Leave flashlights at home, and omit lighted toys or rings, or shoes with blinking lights on them. As your eyes adjust to the dark, you’ll be able to see well. Many astronomical objects are rather faint, and you need to get acclimated to the dark.  Red LED headlights are ok.

Resist the urge to take flash pictures. We can accommodate photos during the setup period, prior to full darkness, and you will get better pictures.

Bring warm clothes.  A sweater or jacket, as the air cools quickly after dark, even after a warm day.

Don’t carry food and drinks around the scopes. Spills are a problem for the scopes and also for those around them — it’s no fun walking around in sticky shoes.

Be careful not to touch the telescopes.  Especially the eyepiece where you look in. They move very easily and will lose our target. Worse, you may lose your balance! Just hang onto the stepladder with both hands.

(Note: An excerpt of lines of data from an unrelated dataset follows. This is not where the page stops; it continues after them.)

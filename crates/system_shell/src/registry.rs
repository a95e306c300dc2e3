//! Verb registration and the renderer capability every verb implements.

use std::{cell::RefCell, collections::BTreeMap, rc::Rc};

use system_shell_contract::{
    CommandDescriptor, CommandOutput, CommandRegistrationToken, CompletionItem, ShellEffect,
    ShellError,
};

/// Read-only view of the log handed to renderers.
#[derive(Clone, Copy)]
pub struct RenderContext<'a> {
    /// Full command log.
    pub log: &'a [String],
    /// Position of the entry being rendered.
    pub index: usize,
    /// Whether this entry was just submitted and may fire its one-time effect.
    pub fresh: bool,
    /// Registry the entry was resolved against.
    pub registry: &'a CommandRegistry,
}

impl RenderContext<'_> {
    /// Raw text of the entry being rendered.
    pub fn raw(&self) -> &str {
        self.log.get(self.index).map(String::as_str).unwrap_or_default()
    }
}

/// Capability implemented by every verb.
///
/// `render` must be pure: it is called again for every entry each time the log is displayed.
/// Side effects belong in [`ContentRenderer::one_shot`], which the dispatcher only calls for a
/// fresh entry that rendered successfully.
pub trait ContentRenderer {
    /// Registration metadata.
    fn descriptor(&self) -> CommandDescriptor;

    /// Renders the entry's output.
    fn render(
        &self,
        args: &[String],
        context: &RenderContext<'_>,
    ) -> Result<CommandOutput, ShellError>;

    /// Argument candidates for `verb args… partial`.
    fn complete_args(&self, _args: &[String], _partial: &str) -> Vec<CompletionItem> {
        Vec::new()
    }

    /// One-time side effect of a fresh, valid submission.
    fn one_shot(&self, _args: &[String], _context: &RenderContext<'_>) -> Option<ShellEffect> {
        None
    }
}

#[derive(Clone)]
struct RegisteredCommand {
    descriptor: CommandDescriptor,
    renderer: Rc<dyn ContentRenderer>,
}

#[derive(Default)]
struct RegistryState {
    next_token: u64,
    by_token: BTreeMap<CommandRegistrationToken, RegisteredCommand>,
}

/// Shared command registry. Clones share the same registrations.
#[derive(Clone, Default)]
pub struct CommandRegistry {
    state: Rc<RefCell<RegistryState>>,
}

impl CommandRegistry {
    /// Creates an empty registry.
    pub fn new() -> Self {
        Self::default()
    }

    /// Registers a renderer under its descriptor's verb.
    ///
    /// A later registration of the same verb shadows earlier ones until it is unregistered.
    pub fn register(&self, renderer: Rc<dyn ContentRenderer>) -> CommandRegistrationToken {
        let mut state = self.state.borrow_mut();
        state.next_token = state.next_token.saturating_add(1);
        let token = CommandRegistrationToken(state.next_token);
        state.by_token.insert(
            token,
            RegisteredCommand {
                descriptor: renderer.descriptor(),
                renderer,
            },
        );
        token
    }

    /// Removes a previously registered command token.
    pub fn unregister(&self, token: CommandRegistrationToken) {
        self.state.borrow_mut().by_token.remove(&token);
    }

    /// Resolves a verb to its descriptor and renderer, hidden verbs included.
    pub fn resolve(&self, verb: &str) -> Option<(CommandDescriptor, Rc<dyn ContentRenderer>)> {
        self.state
            .borrow()
            .by_token
            .values()
            .rev()
            .find(|registered| registered.descriptor.name == verb)
            .map(|registered| (registered.descriptor.clone(), registered.renderer.clone()))
    }

    /// Public descriptors in registration order, shadowed duplicates removed.
    pub fn public_descriptors(&self) -> Vec<CommandDescriptor> {
        self.descriptors()
            .into_iter()
            .filter(CommandDescriptor::is_public)
            .collect()
    }

    /// All descriptors in registration order, shadowed duplicates removed.
    pub fn descriptors(&self) -> Vec<CommandDescriptor> {
        let state = self.state.borrow();
        let mut descriptors: Vec<CommandDescriptor> = Vec::new();
        for registered in state.by_token.values() {
            if let Some(existing) = descriptors
                .iter_mut()
                .find(|descriptor| descriptor.name == registered.descriptor.name)
            {
                *existing = registered.descriptor.clone();
            } else {
                descriptors.push(registered.descriptor.clone());
            }
        }
        descriptors
    }

    /// Number of live registrations.
    pub fn len(&self) -> usize {
        self.state.borrow().by_token.len()
    }

    /// Returns whether nothing is registered.
    pub fn is_empty(&self) -> bool {
        self.len() == 0
    }
}

#[cfg(test)]
mod tests {
    use pretty_assertions::assert_eq;

    use super::*;

    struct Fixed(CommandDescriptor);

    impl ContentRenderer for Fixed {
        fn descriptor(&self) -> CommandDescriptor {
            self.0.clone()
        }

        fn render(
            &self,
            _args: &[String],
            _context: &RenderContext<'_>,
        ) -> Result<CommandOutput, ShellError> {
            Ok(CommandOutput::text_lines([self.0.summary.clone()]))
        }
    }

    #[test]
    fn unregister_removes_registration() {
        let registry = CommandRegistry::new();
        let token = registry.register(Rc::new(Fixed(CommandDescriptor::public("about", "a"))));
        assert_eq!(registry.len(), 1);
        registry.unregister(token);
        assert!(registry.is_empty());
        assert!(registry.resolve("about").is_none());
    }

    #[test]
    fn hidden_verbs_resolve_but_are_not_public() {
        let registry = CommandRegistry::new();
        registry.register(Rc::new(Fixed(CommandDescriptor::public("about", "a"))));
        registry.register(Rc::new(Fixed(CommandDescriptor::hidden("sudo"))));
        assert!(registry.resolve("sudo").is_some());
        let names: Vec<String> = registry
            .public_descriptors()
            .into_iter()
            .map(|descriptor| descriptor.name)
            .collect();
        assert_eq!(names, vec!["about"]);
    }

    #[test]
    fn later_registration_shadows_in_place() {
        let registry = CommandRegistry::new();
        registry.register(Rc::new(Fixed(CommandDescriptor::public("about", "first"))));
        registry.register(Rc::new(Fixed(CommandDescriptor::public("help", "h"))));
        let token = registry.register(Rc::new(Fixed(CommandDescriptor::public("about", "second"))));

        let (descriptor, _) = registry.resolve("about").expect("about registered");
        assert_eq!(descriptor.summary, "second");
        let summaries: Vec<String> = registry
            .descriptors()
            .into_iter()
            .map(|descriptor| descriptor.summary)
            .collect();
        assert_eq!(summaries, vec!["second", "h"]);

        registry.unregister(token);
        let (descriptor, _) = registry.resolve("about").expect("about registered");
        assert_eq!(descriptor.summary, "first");
    }
}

Toddlers are too young to understand how to look into telescopes, nor can they make sense of what’s going on. When lifted, their natural tendency is to grab onto whatever is available, and that’s sure to be the telescope. Bring them again in a year or two, when they are old enough to climb the ladder without help.

Make your rounds.  After we show the first group of objects, we’ll move the scopes to additional objects. So, after making the rounds of the telescopes, go back again, as we may have something new. We also take requests. Unfortunately, Pluto is too faint to be seen in a city, even with a large telescope.

School star parties are not open to the public. Though school grounds are open during these star parties, it is the school, not SJAA, that is the host. Therefore, information on these pages is not an invitation for non-students to come to the school, even though it is unlikely that anyone would object.